A. Cochran's Payment to Barker
Neither party disputes that Cochran paid $5,000 to Barker. What they do dispute, however, is whether that payment (referred to as a "retainer" by Cochran) violated Rule 3.4(b). (Docs. # 116-1 at 44-48, 119 at 30-33). For reasons explained below, the court finds that Cochran's payment to Barker did not violate Rule 3.4(b).
Under Rule 3.4(b), attorneys are prohibited from "offer[ing] an inducement to a witness that is prohibited by law." In other words, the text of the Rule 3.4(b) explicitly permits attorneys to compensate witnesses when permitted by law - only inducements to witnesses prohibited by law are barred by Rule 3.4(b). The Comment to Rule 3.4 sheds some light on how to differentiate between proper and improper payments, stating:
[i]t is not improper to pay a witness' expenses or to compensate an expert witness on terms permitted by law. The common law rule in most jurisdictions is that it is improper to pay an occurrence witness any fee for testifying and that it is improper to pay an expert witness a contingent fee.
Relevant here, courts have found under similar rules that payments to fact witnesses for the content of their testimony are generally improper and payments to consultants for services rendered are generally proper. See, e.g., McCarthy Improvement Co, 2017 WL 443486, at *20 ("Any payment is inappropriate if it is contingent on the content of the witness's testimony."); Platypus Wear, Inc. v. Horizonte Fabricacao Distribuicao Importacao Exportacao Ltda, No. 08-20738-CIV, 2010 WL 625356, at *4 (S.D. Fla., Feb. 17, 2010), report and recommendation adopted, 2010 WL 1524691 (S.D. Fla. Apr. 15, 2010) (denying motion for sanctions related to payments made to fact witnesses because the "Court [was] unaware of any authority that interprets Rule 4-3.4(b) as barring counsel from compensating someone for their efforts in collecting evidence").

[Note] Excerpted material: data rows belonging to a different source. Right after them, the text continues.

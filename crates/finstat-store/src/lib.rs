#![doc = include_str!("../README.md")]
#![doc(issue_tracker_base_url = "https://github.com/factordynamics/finstat/issues/")]
#![cfg_attr(docsrs, feature(doc_cfg, doc_auto_cfg))]
#![warn(missing_docs)]
#![forbid(unsafe_code)]

//! Table stores for the finstat statement pipeline.
//!
//! This crate provides implementations of the [`TableStore`] trait from `finstat-core`:
//!
//! - [`SqliteStore`] - Persistent SQLite-based store (default, requires `sqlite` feature)
//! - [`InMemoryStore`] - Simple in-memory store for testing

/// In-memory store implementation.
pub mod memory;

/// SQLite-based store implementation.
#[cfg(feature = "sqlite")]
pub mod sqlite;

// Re-export the trait for convenience
pub use finstat_core::TableStore;

pub use memory::InMemoryStore;

#[cfg(feature = "sqlite")]
pub use sqlite::SqliteStore;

However, reimbursements for expenses incurred by fact witnesses are generally deemed to fall into the proper category. See United States v. McCarthy Improvement Co,, No. 3:14-cv-919, 2017 WL 443486, at *20 (M.D. Fla. Feb. 1, 2017) (quoting Golden Door Jewelry Creations, Inc. v. Lloyds Underwriters Non-Marine Ass'n, 865 F. Supp. 1516, 1526 n.11 (S.D. Fla. 1994)) ("Payments to fact witnesses for their actual expenses are permitted; payments 'for the purpose of obtaining their testimony' are not.").

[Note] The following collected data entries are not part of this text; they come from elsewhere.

//! Typed store handles

use super::{StoreRegistry, Subscriber};
use crate::broadcast::Origin;
use crate::error::{HookError, HookResult};
use crate::types::SubscriptionId;
use serde::de::DeserializeOwned;
use serde::Serialize;
use serde_json::Value;
use std::fmt;
use std::marker::PhantomData;
use std::rc::{Rc, Weak};

/// Typed view of one store entry
///
/// Values travel through the registry as JSON; the handle converts them to
/// and from `T` with serde on every access.
pub struct Store<T> {
    key: Rc<str>,
    registry: Weak<StoreRegistry>,
    _marker: PhantomData<fn() -> T>,
}

impl<T> Clone for Store<T> {
    fn clone(&self) -> Self {
        Self {
            key: Rc::clone(&self.key),
            registry: self.registry.clone(),
            _marker: PhantomData,
        }
    }
}

impl<T> fmt::Debug for Store<T> {
    fn fmt(&self, f: &mut fmt::Formatter<'_>) -> fmt::Result {
        f.debug_struct("Store").field("key", &self.key).finish()
    }
}

impl<T> Store<T>
where
    T: Serialize + DeserializeOwned + 'static,
{
    pub(crate) fn new(key: &str, registry: &Rc<StoreRegistry>) -> Self {
        Self {
            key: Rc::from(key),
            registry: Rc::downgrade(registry),
            _marker: PhantomData,
        }
    }

    pub fn key(&self) -> &str {
        &self.key
    }

    fn registry(&self) -> HookResult<Rc<StoreRegistry>> {
        self.registry.upgrade().ok_or(HookError::Dropped("runtime"))
    }

    /// Current value
    pub fn get(&self) -> HookResult<T> {
        let value = self.registry()?.get(&self.key);
        serde_json::from_value(value).map_err(|err| HookError::serialization(&self.key, err))
    }

    /// Current value as JSON
    pub fn get_raw(&self) -> HookResult<Value> {
        Ok(self.registry()?.get(&self.key))
    }

    /// Replace the value and notify every subscriber
    pub fn set(&self, value: T) -> HookResult<()> {
        let value = serde_json::to_value(value).map_err(|err| HookError::serialization(&self.key, err))?;
        self.registry()?.set(&self.key, value, Origin::Local)
    }

    /// Replace the value with one computed from the current value
    pub fn update(&self, f: impl FnOnce(T) -> T) -> HookResult<()> {
        let current = self.get()?;
        self.set(f(current))
    }

    /// Be notified with every new value
    ///
    /// A value that does not deserialize into `T` is reported as a
    /// subscriber failure.
    pub fn subscribe(&self, f: impl Fn(T) -> HookResult<()> + 'static) -> HookResult<SubscriptionId> {
        let key = Rc::clone(&self.key);
        let subscriber: Subscriber = Rc::new(move |value: &Value| -> HookResult<()> {
            let typed = serde_json::from_value(value.clone())
                .map_err(|err| HookError::serialization(&key, err))?;
            f(typed)
        });
        Ok(self.registry()?.subscribe(&self.key, subscriber))
    }

    pub fn unsubscribe(&self, id: SubscriptionId) -> bool {
        self.registry
            .upgrade()
            .is_some_and(|registry| registry.unsubscribe(&self.key, id))
    }
}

Determining whether Cochran violated Rule 3.4(b) is somewhat complicated by the fact that Barker was both a fact witness and a consultant for Cochran. L.E. Bell asserts that because Barker was a fact witness, any payment "beyond clear incidental expenses" violated Rule 3.4(b). Cochran, however, contends that she did not violate Rule 3.4(b) because the $5,000 she provided to Barker was only "to help her understand the facts and circumstances related to the issues presented by this case, including ... technical issues such as Operator Qualification standards, competent person training, and other safety requirements for pipeline workers" as well as to "help her  identify important witnesses and documents, and collect and assemble evidence." (Doc. # 119 at 34). Essentially, L.E. Bell argues the payment was improper because of Barker's status as a fact witness and Cochran counters that the payment was proper because of Barker's status as a consultant.

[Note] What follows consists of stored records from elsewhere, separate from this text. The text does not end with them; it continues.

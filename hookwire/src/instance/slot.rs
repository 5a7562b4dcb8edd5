//! Hook slots
//!
//! A slot is the persistent storage behind one hook call. Slots are
//! addressed by call order, so the kind stored at an index must never
//! change over an instance's lifetime.

use crate::deps::{compare, Change};
use crate::effect::{Cleanup, EffectBody, EffectTiming};
use crate::error::{HookError, HookResult};
use crate::types::SubscriptionId;
use std::any::Any;
use std::fmt;

/// Kind of a hook slot
#[derive(Debug, Clone, Copy, PartialEq, Eq, Hash)]
pub enum SlotKind {
    State,
    Effect,
    SyncEffect,
    Action,
    Store,
}

impl fmt::Display for SlotKind {
    fn fmt(&self, f: &mut fmt::Formatter<'_>) -> fmt::Result {
        let name = match self {
            SlotKind::State => "state",
            SlotKind::Effect => "effect",
            SlotKind::SyncEffect => "sync effect",
            SlotKind::Action => "action",
            SlotKind::Store => "store",
        };
        f.write_str(name)
    }
}

/// Bookkeeping for one effect hook
#[derive(Default)]
pub(crate) struct EffectSlot {
    /// Dependencies of the last scheduled run
    deps: Option<Box<dyn Any>>,
    /// Whether the effect was ever scheduled
    scheduled_once: bool,
    /// Cleanup returned by the last body that ran
    pub(crate) cleanup: Option<Cleanup>,
    /// Body waiting to run
    pub(crate) pending: Option<EffectBody>,
}

impl EffectSlot {
    /// Record this invocation's dependencies and body
    ///
    /// Returns whether the body was scheduled.
    pub(crate) fn stage<D: PartialEq + 'static>(
        &mut self,
        index: usize,
        deps: Option<D>,
        body: EffectBody,
    ) -> HookResult<bool> {
        let change = if !self.scheduled_once {
            Change::FirstRun
        } else {
            match (&self.deps, &deps) {
                (Some(prev), Some(next)) => {
                    let prev = prev
                        .downcast_ref::<D>()
                        .ok_or(HookError::DependencyType { index })?;
                    compare(Some(prev), Some(next))
                }
                _ => Change::Changed,
            }
        };

        if !change.should_run() {
            return Ok(false);
        }

        self.deps = deps.map(|d| Box::new(d) as Box<dyn Any>);
        self.scheduled_once = true;
        self.pending = Some(body);
        Ok(true)
    }

    pub(crate) fn has_pending(&self) -> bool {
        self.pending.is_some()
    }
}

/// Storage for a store subscription hook
///
/// The subscription is released when the slot is dropped, whether or not
/// the instance was unhooked.
pub(crate) struct StoreSlot {
    pub(crate) key: String,
    pub(crate) subscription: Option<(SubscriptionId, Cleanup)>,
}

impl StoreSlot {
    pub(crate) fn new(key: &str) -> Self {
        Self {
            key: key.to_string(),
            subscription: None,
        }
    }

    pub(crate) fn subscription_id(&self) -> Option<SubscriptionId> {
        self.subscription.as_ref().map(|(id, _)| *id)
    }

    /// Drop the current subscription
    pub(crate) fn release(&mut self) {
        if let Some((_, unsubscribe)) = self.subscription.take() {
            unsubscribe.run();
        }
    }
}

impl Drop for StoreSlot {
    fn drop(&mut self) {
        self.release();
    }
}

/// One unit of per-instance persistent hook state
pub(crate) enum Slot {
    State(Box<dyn Any>),
    Effect(EffectSlot),
    SyncEffect(EffectSlot),
    Action(String),
    Store(StoreSlot),
}

impl Slot {
    pub(crate) fn kind(&self) -> SlotKind {
        match self {
            Slot::State(_) => SlotKind::State,
            Slot::Effect(_) => SlotKind::Effect,
            Slot::SyncEffect(_) => SlotKind::SyncEffect,
            Slot::Action(_) => SlotKind::Action,
            Slot::Store(_) => SlotKind::Store,
        }
    }

    pub(crate) fn effect(timing: EffectTiming) -> Slot {
        match timing {
            EffectTiming::Deferred => Slot::Effect(EffectSlot::default()),
            EffectTiming::Sync => Slot::SyncEffect(EffectSlot::default()),
        }
    }

    pub(crate) fn effect_mut(&mut self) -> Option<&mut EffectSlot> {
        match self {
            Slot::Effect(effect) | Slot::SyncEffect(effect) => Some(effect),
            _ => None,
        }
    }

    /// Release whatever the slot holds on to
    ///
    /// Effects lose their pending body and run their cleanup; store slots
    /// drop their subscription.
    pub(crate) fn teardown(self) {
        match self {
            Slot::Effect(effect) | Slot::SyncEffect(effect) => {
                if let Some(cleanup) = effect.cleanup {
                    cleanup.run();
                }
            }
            Slot::Store(mut store) => store.release(),
            Slot::State(_) | Slot::Action(_) => {}
        }
    }
}
//! Actions - named, non-reactive hook bodies
//!
//! An action runs on its own instance, so it can use every hook, but that
//! instance is passive: state setters store values without re-invoking
//! anything, and the action only runs when somebody calls it.
//!
//! Actions are registered by key on the runtime and looked up with the
//! argument and return types they were registered with. An asynchronous
//! action simply returns a future; the caller decides whether to await it.

use crate::error::{HookError, HookResult};
use crate::hooks::{invoke, HookBody, Hooks};
use crate::instance::Instance;
use crate::runtime::{Runtime, WeakRuntime};
use std::any::Any;
use std::cell::RefCell;
use std::collections::HashMap;
use std::fmt;
use std::rc::Rc;

pub(crate) struct ActionEntry<A, R> {
    key: Option<String>,
    instance: Rc<Instance>,
    body: RefCell<HookBody<A, R>>,
}

impl<A, R> ActionEntry<A, R> {
    fn describe(&self) -> String {
        self.instance.label().to_string()
    }
}

/// Invoker for an action
///
/// Cloning yields another invoker for the same action.
pub struct Action<A, R> {
    entry: Rc<ActionEntry<A, R>>,
    runtime: WeakRuntime,
}

impl<A, R> Clone for Action<A, R> {
    fn clone(&self) -> Self {
        Self {
            entry: Rc::clone(&self.entry),
            runtime: self.runtime.clone(),
        }
    }
}

impl<A, R> fmt::Debug for Action<A, R> {
    fn fmt(&self, f: &mut fmt::Formatter<'_>) -> fmt::Result {
        f.debug_struct("Action")
            .field("key", &self.entry.key)
            .field("instance", &self.entry.instance.id())
            .finish()
    }
}

impl<A: 'static, R: 'static> Action<A, R> {
    pub(crate) fn new<F>(runtime: &Runtime, key: Option<&str>, body: F) -> Self
    where
        F: FnMut(&mut Hooks<'_>, A) -> HookResult<R> + 'static,
    {
        let label = match key {
            Some(key) => format!("action `{}`", key),
            None => "anonymous action".to_string(),
        };
        let entry = ActionEntry {
            key: key.map(str::to_string),
            instance: Instance::passive(label, runtime.scheduler().clone()),
            body: RefCell::new(Box::new(body)),
        };
        Self {
            entry: Rc::new(entry),
            runtime: runtime.downgrade(),
        }
    }

    /// Run the action body
    ///
    /// Calling an action from inside its own body is rejected with
    /// [`HookError::Reentrant`].
    pub fn call(&self, args: A) -> HookResult<R> {
        let runtime = self.runtime.upgrade().ok_or(HookError::Dropped("runtime"))?;
        let mut body = self
            .entry
            .body
            .try_borrow_mut()
            .map_err(|_| HookError::Reentrant(self.entry.describe()))?;
        tracing::debug!(action = %self.entry.describe(), "invoking");
        invoke(&runtime, &self.entry.instance, &mut **body, args)
    }

    pub fn key(&self) -> Option<&str> {
        self.entry.key.as_deref()
    }

    pub fn instance(&self) -> &Instance {
        &self.entry.instance
    }
}

struct Registered {
    entry: Rc<dyn Any>,
    instance: Rc<Instance>,
}

/// Key to action map owned by a runtime
#[derive(Default)]
pub(crate) struct ActionRegistry {
    entries: RefCell<HashMap<String, Registered>>,
}

impl ActionRegistry {
    /// Register an action under its key, replacing any previous one
    ///
    /// The replaced action's instance is unhooked.
    pub(crate) fn insert<A: 'static, R: 'static>(&self, key: &str, action: &Action<A, R>) {
        let registered = Registered {
            entry: Rc::clone(&action.entry) as Rc<dyn Any>,
            instance: Rc::clone(&action.entry.instance),
        };
        let previous = self.entries.borrow_mut().insert(key.to_string(), registered);
        if let Some(previous) = previous {
            tracing::debug!(key, "replacing action");
            previous.instance.teardown();
        }
    }

    pub(crate) fn get<A: 'static, R: 'static>(
        &self,
        key: &str,
        runtime: &Runtime,
    ) -> HookResult<Action<A, R>> {
        let entry = self
            .entries
            .borrow()
            .get(key)
            .map(|registered| Rc::clone(&registered.entry))
            .ok_or_else(|| HookError::UnknownAction(key.to_string()))?;
        let entry = entry
            .downcast::<ActionEntry<A, R>>()
            .map_err(|_| HookError::ActionType(key.to_string()))?;
        Ok(Action {
            entry,
            runtime: runtime.downgrade(),
        })
    }

    pub(crate) fn contains(&self, key: &str) -> bool {
        self.entries.borrow().contains_key(key)
    }

    pub(crate) fn remove(&self, key: &str) -> bool {
        let removed = self.entries.borrow_mut().remove(key);
        match removed {
            Some(registered) => {
                registered.instance.teardown();
                true
            }
            None => false,
        }
    }

    pub(crate) fn clear(&self) {
        let entries = std::mem::take(&mut *self.entries.borrow_mut());
        for (_, registered) in entries {
            registered.instance.teardown();
        }
    }

    pub(crate) fn keys(&self) -> Vec<String> {
        let mut keys: Vec<String> = self.entries.borrow().keys().cloned().collect();
        keys.sort();
        keys
    }

    pub(crate) fn len(&self) -> usize {
        self.entries.borrow().len()
    }
}

#[cfg(test)]
mod tests {
    use super::*;
    use std::cell::Cell;

    #[test]
    fn test_action_state_persists_without_rerender() {
        let runtime = Runtime::with_defaults();
        let action = runtime.create_action("count", |hooks, ()| {
            let (count, set_count) = hooks.use_state(0)?;
            set_count.set(count + 1)?;
            Ok(count)
        });

        assert_eq!(action.call(()).unwrap(), 0);
        assert_eq!(action.call(()).unwrap(), 1);
        assert_eq!(action.call(()).unwrap(), 2);
        assert_eq!(runtime.scheduler().pending(), 0);
    }

    #[test]
    fn test_reentrant_call_is_rejected() {
        let runtime = Runtime::with_defaults();
        let inner_result = Rc::new(Cell::new(false));

        let flag = Rc::clone(&inner_result);
        let action = runtime.create_action("self", move |hooks, depth: u32| {
            if depth == 0 {
                let me = hooks.runtime().action::<u32, ()>("self")?;
                flag.set(matches!(me.call(1), Err(HookError::Reentrant(_))));
            }
            Ok(())
        });

        action.call(0).unwrap();
        assert!(inner_result.get());
    }

    #[test]
    fn test_lookup_with_wrong_types() {
        let runtime = Runtime::with_defaults();
        runtime.create_action("typed", |_hooks, n: u32| Ok(n * 2));

        assert!(runtime.action::<u32, u32>("typed").is_ok());
        assert!(matches!(
            runtime.action::<String, u32>("typed"),
            Err(HookError::ActionType(_))
        ));
    }

    #[test]
    fn test_replacing_unhooks_previous() {
        let runtime = Runtime::with_defaults();
        let first = runtime.create_action("a", |_hooks, ()| Ok(1));
        let second = runtime.create_action("a", |_hooks, ()| Ok(2));

        assert!(!first.instance().is_active());
        assert!(matches!(first.call(()), Err(HookError::Unhooked(_))));
        assert_eq!(second.call(()).unwrap(), 2);
        assert_eq!(runtime.action::<(), i32>("a").unwrap().call(()).unwrap(), 2);
    }
}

But, the issue of whether the retainer payment was proper is easily resolved because, despite extensive discovery on this issue, L.E. Bell has produced no persuasive evidence that Cochran paid Barker for the content of his testimony. Payments to fact witnesses are only prohibited if those payments are contingent on the content of their testimony. See, e.g., United States v. McCarthy Improvement Co., No. 3:14-cv-919, 2017 WL 443486, at *20 (M.D. Fla. Feb. 1, 2017). Payments to fact witnesses for other reasons, such as reimbursements for expenses, are commonplace and universally permitted. See id. (quoting Golden Door Jewelry Creations, Inc., 865 F. Supp. at 1526 n.11) ("Payments to fact witnesses for their actual expenses are permitted; payments 'for the purpose of obtaining their testimony' are not."). Without evidence that Cochran paid Barker for his testimony (instead of for his consulting services), L.E. Bell cannot establish that Cochran violated Rule 3.4(b) or any other Rule. Therefore, the court finds that Cochran's payment to Cochran did not violate Rule 3.4(b) or any other Rule.
Some courts have found ethical violations can result from payments to fact witnesses for their consulting services. However, these cases involve either ethical rules that differ from Rule 3.4(b) or extenuating circumstances that do not exist in this case. See, e.g., Rentclub, Inc. v. Transamerica Rental Finance Corp., 811 F. Supp. 651, 654-57 (M.D. Fla. 1992) (finding $5,000 consulting payment to fact witness violated Florida Bar Code of Professional Conduct Rules 4-8.4(c) and 4-8.4(d) because, in part, the witness filed a suspicious affidavit only five days after receiving the consulting payment).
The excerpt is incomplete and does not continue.